There are some new names in the mix of activists organizing around healthcare reform – such as the Tea Party Patriots, Conservatives for Patients' Rights, and Patients First.

But the fault lines are not new. These conservative forces have faced off with liberal and trade union groups before on issues ranging from taxes to tort reform. Much of the debate centers around the size and cost of government, as well as the scope of its reach into business.

What is different is that the competing groups are not just wielding clout with lawmakers behind closed doors. This month, the fight over healthcare reform has been out in the open.

Polls may show opinion shifting against the healthcare reform proposals moving through Congress, but the public meetings have given giving a more human, and often angry face to the issue.

National umbrella groups are taking the lead in urging supporters to attend. The business-backed Americans for Prosperity, for example, is sponsoring two bus tours around the country on healthcare, and it provides a list of national town hall events for its activists.

“We’re finding a very strong emotion against this bill,” says Tim Phillips, president of Americans for Prosperity. "We are constantly e-mailing and phoning our activists and urging them to turn out.”

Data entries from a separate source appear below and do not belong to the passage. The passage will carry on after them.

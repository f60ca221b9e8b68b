//! Test utilities for github-push
//!
//! Helpers shared by unit tests and the integration suite:
//! - [`FakeSource`] - an in-memory [`SourceProvider`](crate::github::SourceProvider)
//!   serving zip archives built with [`ZipBuilder`]
//! - [`FailingFs`] - a [`Filesystem`](crate::updater::Filesystem) that fails
//!   chosen operations, for exercising rollback
//! - tracked item constructors and test logging
//!
//! # Example
//!
//! ```rust,no_run
//! use github_push::test_utils::{FakeSource, plugin_archive};
//!
//! let source = FakeSource::new();
//! source.serve("fake://acme/widget/main", plugin_archive("acme-widget-9f8e7d6", "widget", "2.0.0"));
//! ```

pub mod archive;
pub mod env;
pub mod fs;
pub mod source;

pub use archive::{ZipBuilder, plugin_archive, theme_archive};
pub use env::TestPipeline;
pub use fs::{FailingFs, FsOp};
pub use source::FakeSource;

use crate::core::{ItemKind, RepoCoords, TrackedItem};
use chrono::Utc;
use std::path::PathBuf;
use std::sync::Once;
use tracing::Level;
use tracing_subscriber::EnvFilter;

/// Global flag to ensure logging is only initialized once in tests
static INIT_LOGGING: Once = Once::new();

/// Initialize logging for tests.
///
/// Initializes the tracing subscriber once, regardless of how many times it's
/// called. Uses `level` when given, otherwise `RUST_LOG`; with neither, tests
/// run without logging.
///
/// ```bash
/// RUST_LOG=github_push=debug cargo test
/// ```
pub fn init_test_logging(level: Option<Level>) {
    INIT_LOGGING.call_once(|| {
        let filter = if let Some(level) = level {
            EnvFilter::new(level.to_string())
        } else if std::env::var("RUST_LOG").is_ok() {
            EnvFilter::from_default_env()
        } else {
            return;
        };

        let _ = tracing_subscriber::fmt()
            .with_env_filter(filter)
            .with_test_writer()
            .with_target(true)
            .with_thread_ids(false)
            .try_init();
    });
}

/// `acme/widget` plugin item on branch `main`, installed nowhere in particular.
#[must_use]
pub fn tracked_item(id: u64, use_releases: bool) -> TrackedItem {
    let mut item = tracked_item_at(id, PathBuf::from("/nonexistent/plugins/widget"));
    item.use_releases = use_releases;
    item
}

/// `acme/widget` plugin item installed at `install_path` with slug `widget`.
#[must_use]
pub fn tracked_item_at(id: u64, install_path: PathBuf) -> TrackedItem {
    TrackedItem {
        id,
        repo: RepoCoords::new("acme", "widget"),
        branch: "main".to_string(),
        use_releases: false,
        kind: ItemKind::Plugin,
        install_path,
        slug: "widget".to_string(),
        auto_update: true,
        last_known_version: None,
        last_checked: None,
        created_at: Utc::now(),
    }
}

Likewise, dates and times for congressional town halls on healthcare are also available on the Health Care for America Now website

Yet many of the town hall attendees bristle at the suggestion that they are AstroTurf – manufactured grass-roots rather than the real thing.

“We’re not AstroTurf. We’re not manufactured puppets of any sort,” says Barb Miller, a Tea Party activist who drove to the Cardin rally in Hagerstown from West Virginia after learning about the event from e-mail. “We are truly grass-roots Americans who are just concerned about the way our nation is headed.”

Jeff Merson, a meat cutter from nearby Mount Airy, Md., echoes her sentiments, saying: "There’s too much waste and the money isn’t going where it’s supposed to."

“Both sides are now in the game, liberal and conservative orgs,” says Julian Zelizer, a congressional historian at Princeton University in New Jersey. “It’s not left or right Astroturf.”

Stung by excesses reported at some town hall meetings, however, organizers on both sides of the issue are urging those attending events to be respectful and civil. Some say they’re beginning to see progress.

“Obviously, the appealing media story is the screaming, yelling, and the distractions, but at the same time there are a lot of constructive meetings going on around the country,” says Jacki Schechner, Health Care for America Now’s national spokesman.